-- Source material follows --

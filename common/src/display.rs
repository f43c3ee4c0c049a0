//! Display capability and the embedded-graphics adapter.
//!
//! The UI draws through the small [`Display`] trait (rect, text, line, pixel,
//! show, power). [`Canvas`] implements it on top of any monochrome
//! embedded-graphics [`DrawTarget`] that also implements [`Panel`], so the
//! same UI runs on the simulator window and on the SH1106 buffer.

use embedded_graphics::mono_font::MonoTextStyle;
use embedded_graphics::pixelcolor::BinaryColor;
use embedded_graphics::prelude::*;
use embedded_graphics::primitives::{Line, PrimitiveStyle, Rectangle};
use embedded_graphics::text::{Baseline, Text};
use profont::PROFONT_7_POINT;

/// Drawing surface used by every frame, page and popup.
///
/// Coordinates are signed so partially off-screen frames clip instead of
/// wrapping.
pub trait Display {
    /// Clear the whole surface.
    fn clean(&mut self);

    /// Draw a rectangle outline (`fill == false`) or a filled block.
    fn rect(
        &mut self,
        x: i32,
        y: i32,
        w: u32,
        h: u32,
        on: bool,
        fill: bool,
    );

    /// Draw text with its top-left corner at `(x, y)`.
    fn text(
        &mut self,
        s: &str,
        x: i32,
        y: i32,
    );

    fn line(
        &mut self,
        x0: i32,
        y0: i32,
        x1: i32,
        y1: i32,
        on: bool,
    );

    fn pixel(
        &mut self,
        x: i32,
        y: i32,
        on: bool,
    );

    /// Publish pending drawing to the panel.
    fn show(&mut self);

    fn poweron(&mut self);

    fn poweroff(&mut self);
}

/// A monochrome panel that can publish its buffer and switch power.
pub trait Panel: DrawTarget<Color = BinaryColor> {
    /// Make everything drawn so far visible.
    fn flush(&mut self);

    fn set_power(
        &mut self,
        on: bool,
    );
}

// =============================================================================
// Styles
// =============================================================================

const TEXT_STYLE: MonoTextStyle<'static, BinaryColor> = MonoTextStyle::new(&PROFONT_7_POINT, BinaryColor::On);

const FILL_ON: PrimitiveStyle<BinaryColor> = PrimitiveStyle::with_fill(BinaryColor::On);
const FILL_OFF: PrimitiveStyle<BinaryColor> = PrimitiveStyle::with_fill(BinaryColor::Off);
const STROKE_ON: PrimitiveStyle<BinaryColor> = PrimitiveStyle::with_stroke(BinaryColor::On, 1);
const STROKE_OFF: PrimitiveStyle<BinaryColor> = PrimitiveStyle::with_stroke(BinaryColor::Off, 1);

#[inline]
const fn color(on: bool) -> BinaryColor {
    if on { BinaryColor::On } else { BinaryColor::Off }
}

// =============================================================================
// Canvas
// =============================================================================

/// [`Display`] implementation over an embedded-graphics [`Panel`].
pub struct Canvas<P> {
    panel: P,
}

impl<P: Panel> Canvas<P> {
    pub const fn new(panel: P) -> Self { Self { panel } }

    pub fn panel(&self) -> &P { &self.panel }

    pub fn panel_mut(&mut self) -> &mut P { &mut self.panel }

    pub fn into_inner(self) -> P { self.panel }
}

impl<P: Panel> Display for Canvas<P> {
    fn clean(&mut self) { self.panel.clear(BinaryColor::Off).ok(); }

    fn rect(
        &mut self,
        x: i32,
        y: i32,
        w: u32,
        h: u32,
        on: bool,
        fill: bool,
    ) {
        let style = match (fill, on) {
            (true, true) => FILL_ON,
            (true, false) => FILL_OFF,
            (false, true) => STROKE_ON,
            (false, false) => STROKE_OFF,
        };
        Rectangle::new(Point::new(x, y), Size::new(w, h))
            .into_styled(style)
            .draw(&mut self.panel)
            .ok();
    }

    fn text(
        &mut self,
        s: &str,
        x: i32,
        y: i32,
    ) {
        Text::with_baseline(s, Point::new(x, y), TEXT_STYLE, Baseline::Top)
            .draw(&mut self.panel)
            .ok();
    }

    fn line(
        &mut self,
        x0: i32,
        y0: i32,
        x1: i32,
        y1: i32,
        on: bool,
    ) {
        let style = if on { STROKE_ON } else { STROKE_OFF };
        Line::new(Point::new(x0, y0), Point::new(x1, y1))
            .into_styled(style)
            .draw(&mut self.panel)
            .ok();
    }

    fn pixel(
        &mut self,
        x: i32,
        y: i32,
        on: bool,
    ) {
        Pixel(Point::new(x, y), color(on)).draw(&mut self.panel).ok();
    }

    fn show(&mut self) { self.panel.flush(); }

    fn poweron(&mut self) { self.panel.set_power(true); }

    fn poweroff(&mut self) { self.panel.set_power(false); }
}

#[cfg(test)]
mod tests {
    use embedded_graphics::mock_display::MockDisplay;

    use super::*;

    struct MockPanel {
        inner: MockDisplay<BinaryColor>,
        flushes: u32,
        powered: bool,
    }

    impl MockPanel {
        fn new() -> Self {
            let mut inner = MockDisplay::new();
            inner.set_allow_overdraw(true);
            inner.set_allow_out_of_bounds_drawing(true);
            Self {
                inner,
                flushes: 0,
                powered: true,
            }
        }
    }

    impl OriginDimensions for MockPanel {
        fn size(&self) -> Size { self.inner.size() }
    }

    impl DrawTarget for MockPanel {
        type Color = BinaryColor;
        type Error = core::convert::Infallible;

        fn draw_iter<I>(
            &mut self,
            pixels: I,
        ) -> Result<(), Self::Error>
        where
            I: IntoIterator<Item = Pixel<Self::Color>>,
        {
            self.inner.draw_iter(pixels)
        }
    }

    impl Panel for MockPanel {
        fn flush(&mut self) { self.flushes += 1; }

        fn set_power(
            &mut self,
            on: bool,
        ) {
            self.powered = on;
        }
    }

    #[test]
    fn test_filled_rect_sets_pixels() {
        let mut canvas = Canvas::new(MockPanel::new());
        canvas.rect(2, 3, 4, 2, true, true);
        let panel = canvas.panel();
        assert_eq!(panel.inner.get_pixel(Point::new(2, 3)), Some(BinaryColor::On));
        assert_eq!(panel.inner.get_pixel(Point::new(5, 4)), Some(BinaryColor::On));
        assert_eq!(panel.inner.get_pixel(Point::new(6, 4)), None);
    }

    #[test]
    fn test_outline_clear_turns_border_off() {
        let mut canvas = Canvas::new(MockPanel::new());
        canvas.rect(0, 0, 5, 5, true, false);
        canvas.rect(0, 0, 5, 5, false, false);
        assert_eq!(canvas.panel().inner.get_pixel(Point::new(0, 0)), Some(BinaryColor::Off));
    }

    #[test]
    fn test_show_and_power_reach_panel() {
        let mut canvas = Canvas::new(MockPanel::new());
        canvas.show();
        canvas.poweroff();
        assert_eq!(canvas.panel().flushes, 1);
        assert!(!canvas.panel().powered);
        canvas.poweron();
        assert!(canvas.panel().powered);
    }

    #[test]
    fn test_text_draws_something() {
        let mut canvas = Canvas::new(MockPanel::new());
        canvas.text("A", 0, 0);
        let lit = canvas.panel().inner.affected_area();
        assert!(lit.size.width > 0);
    }
}
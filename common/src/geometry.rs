//! Rectangle primitive with hit-testing and highlight-on-select.

use crate::display::Display;

/// Content area handed to draw, page and press callbacks.
#[derive(Clone, Copy, PartialEq, Eq, Debug, Default)]
#[cfg_attr(feature = "defmt", derive(defmt::Format))]
pub struct Area {
    pub x: i32,
    pub y: i32,
    pub w: u32,
    pub h: u32,
}

impl Area {
    pub const fn new(
        x: i32,
        y: i32,
        w: u32,
        h: u32,
    ) -> Self {
        Self { x, y, w, h }
    }

    /// Exclusive right edge.
    #[inline]
    pub const fn right(&self) -> i32 { self.x + self.w as i32 }

    /// Exclusive bottom edge.
    #[inline]
    pub const fn bottom(&self) -> i32 { self.y + self.h as i32 }

    /// True when the drawn pixels of both areas share at least one pixel.
    pub const fn overlaps(
        &self,
        other: &Area,
    ) -> bool {
        if self.w == 0 || self.h == 0 || other.w == 0 || other.h == 0 {
            return false;
        }
        self.x < other.right() && other.x < self.right() && self.y < other.bottom() && other.y < self.bottom()
    }
}

/// A frame rectangle and its selection state.
#[derive(Clone, Copy, PartialEq, Eq, Debug, Default)]
#[cfg_attr(feature = "defmt", derive(defmt::Format))]
pub struct Rect {
    pub area: Area,
    pub selected: bool,
}

impl Rect {
    pub const fn new(
        x: i32,
        y: i32,
        w: u32,
        h: u32,
    ) -> Self {
        Self {
            area: Area::new(x, y, w, h),
            selected: false,
        }
    }

    /// Hit-test. The width bound includes one extra pixel past the border,
    /// matching the legacy layout the header widgets were designed for.
    pub const fn contains(
        &self,
        x: i32,
        y: i32,
    ) -> bool {
        let a = &self.area;
        a.x <= x && x <= a.x + a.w as i32 + 1 && a.y <= y && y <= a.y + a.h as i32
    }

    /// Update selection from a cursor position and return the new state.
    ///
    /// Draws the border when selection is gained, clears it when lost.
    pub fn select(
        &mut self,
        display: &mut dyn Display,
        x: i32,
        y: i32,
    ) -> bool {
        let hit = self.contains(x, y);
        self.set_selected(display, hit);
        hit
    }

    /// Force the selection state, drawing or clearing the border on change.
    pub fn set_selected(
        &mut self,
        display: &mut dyn Display,
        selected: bool,
    ) {
        if selected != self.selected {
            let a = self.area;
            display.rect(a.x, a.y, a.w, a.h, selected, false);
        }
        self.selected = selected;
    }

    /// Fill the background, then restore the border if selected or in debug mode.
    pub fn clean(
        &self,
        display: &mut dyn Display,
        debug: bool,
    ) {
        let a = self.area;
        display.rect(a.x, a.y, a.w, a.h, false, true);
        if self.selected || debug {
            display.rect(a.x, a.y, a.w, a.h, true, false);
        }
    }

    /// Content area inside the one-pixel border.
    pub const fn inset(&self) -> Area {
        let a = &self.area;
        Area::new(a.x + 1, a.y + 1, a.w.saturating_sub(2), a.h.saturating_sub(2))
    }
}

#[cfg(test)]
mod tests {
    use proptest::prelude::*;

    use super::*;
    use crate::testing::{Op, RecordingDisplay};

    #[test]
    fn test_contains_edges() {
        let r = Rect::new(10, 5, 20, 8);
        assert!(r.contains(10, 5));
        assert!(r.contains(31, 13)); // x + w + 1, y + h
        assert!(!r.contains(32, 13));
        assert!(!r.contains(9, 5));
        assert!(!r.contains(10, 14));
    }

    #[test]
    fn test_select_draws_border_once() {
        let mut display = RecordingDisplay::new();
        let mut r = Rect::new(0, 0, 10, 10);
        assert!(r.select(&mut display, 3, 3));
        assert!(r.select(&mut display, 4, 4));
        assert_eq!(display.count(|op| matches!(op, Op::Rect { on: true, fill: false, .. })), 1);
    }

    #[test]
    fn test_select_loss_clears_border() {
        let mut display = RecordingDisplay::new();
        let mut r = Rect::new(0, 0, 10, 10);
        r.select(&mut display, 3, 3);
        assert!(!r.select(&mut display, 40, 40));
        assert!(!r.selected);
        assert_eq!(
            display.ops().last(),
            Some(&Op::Rect {
                x: 0,
                y: 0,
                w: 10,
                h: 10,
                on: false,
                fill: false
            })
        );
    }

    #[test]
    fn test_clean_redraws_border_in_debug() {
        let mut display = RecordingDisplay::new();
        let r = Rect::new(0, 0, 4, 4);
        r.clean(&mut display, false);
        assert_eq!(display.ops().len(), 1);
        r.clean(&mut display, true);
        assert_eq!(display.ops().len(), 3);
    }

    #[test]
    fn test_inset() {
        assert_eq!(Rect::new(0, 10, 128, 48).inset(), Area::new(1, 11, 126, 46));
        assert_eq!(Rect::new(0, 0, 1, 1).inset(), Area::new(1, 1, 0, 0));
    }

    #[test]
    fn test_overlap_is_exclusive() {
        let header = Area::new(0, 0, 128, 10);
        let body = Area::new(0, 10, 128, 48);
        assert!(!header.overlaps(&body));
        assert!(header.overlaps(&Area::new(100, 9, 5, 5)));
    }

    proptest! {
        #[test]
        fn hit_test_matches_bounds(
            rx in 0i32..100,
            ry in 0i32..60,
            w in 1u32..40,
            h in 1u32..20,
            px in -5i32..160,
            py in -5i32..100,
        ) {
            let r = Rect::new(rx, ry, w, h);
            let inside = rx <= px && px <= rx + w as i32 + 1 && ry <= py && py <= ry + h as i32;
            prop_assert_eq!(r.contains(px, py), inside);
        }
    }
}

-- Source material concluded --

Given the records above, restate word for word only the lines starting at the one with "const STROKE_OFF: PrimitiveStyle<BinaryColor>" and ending at the one with "pub fn panel(&self)".

const STROKE_OFF: PrimitiveStyle<BinaryColor> = PrimitiveStyle::with_stroke(BinaryColor::Off, 1);

#[inline]
const fn color(on: bool) -> BinaryColor {
    if on { BinaryColor::On } else { BinaryColor::Off }
}

// =============================================================================
// Canvas
// =============================================================================

/// [`Display`] implementation over an embedded-graphics [`Panel`].
pub struct Canvas<P> {
    panel: P,
}

impl<P: Panel> Canvas<P> {
    pub const fn new(panel: P) -> Self { Self { panel } }

    pub fn panel(&self) -> &P { &self.panel }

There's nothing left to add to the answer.